TASK DIRECTIONS> Find how many lines below hold "fragments", then state that number by itself.

[[ THE INPUT open ]]

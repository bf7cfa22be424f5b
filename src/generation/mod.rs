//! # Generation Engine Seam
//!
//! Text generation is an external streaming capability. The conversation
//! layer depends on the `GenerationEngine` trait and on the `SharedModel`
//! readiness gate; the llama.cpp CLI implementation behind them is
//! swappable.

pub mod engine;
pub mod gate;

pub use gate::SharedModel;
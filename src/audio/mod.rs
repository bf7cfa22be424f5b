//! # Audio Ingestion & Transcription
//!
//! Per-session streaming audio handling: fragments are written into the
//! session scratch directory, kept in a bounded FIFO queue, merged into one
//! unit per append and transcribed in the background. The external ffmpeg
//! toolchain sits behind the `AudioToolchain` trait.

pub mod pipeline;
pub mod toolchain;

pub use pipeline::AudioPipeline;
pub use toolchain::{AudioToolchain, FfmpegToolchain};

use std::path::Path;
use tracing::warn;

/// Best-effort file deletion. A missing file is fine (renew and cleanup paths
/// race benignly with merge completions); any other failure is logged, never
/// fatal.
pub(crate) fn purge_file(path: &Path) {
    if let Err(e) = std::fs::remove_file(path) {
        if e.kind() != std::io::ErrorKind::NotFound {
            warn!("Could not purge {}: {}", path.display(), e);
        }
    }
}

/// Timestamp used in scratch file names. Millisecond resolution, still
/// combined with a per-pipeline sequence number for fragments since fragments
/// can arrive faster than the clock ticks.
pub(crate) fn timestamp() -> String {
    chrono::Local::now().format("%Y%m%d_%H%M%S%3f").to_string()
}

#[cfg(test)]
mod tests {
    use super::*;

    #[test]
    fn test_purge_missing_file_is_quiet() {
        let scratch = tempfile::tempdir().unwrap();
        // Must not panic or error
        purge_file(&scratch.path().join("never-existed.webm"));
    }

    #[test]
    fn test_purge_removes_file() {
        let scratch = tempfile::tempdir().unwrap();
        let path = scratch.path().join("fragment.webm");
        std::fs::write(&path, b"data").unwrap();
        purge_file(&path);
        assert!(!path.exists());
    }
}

[[ THE INPUT closed ]]

ANSWER BOX> 2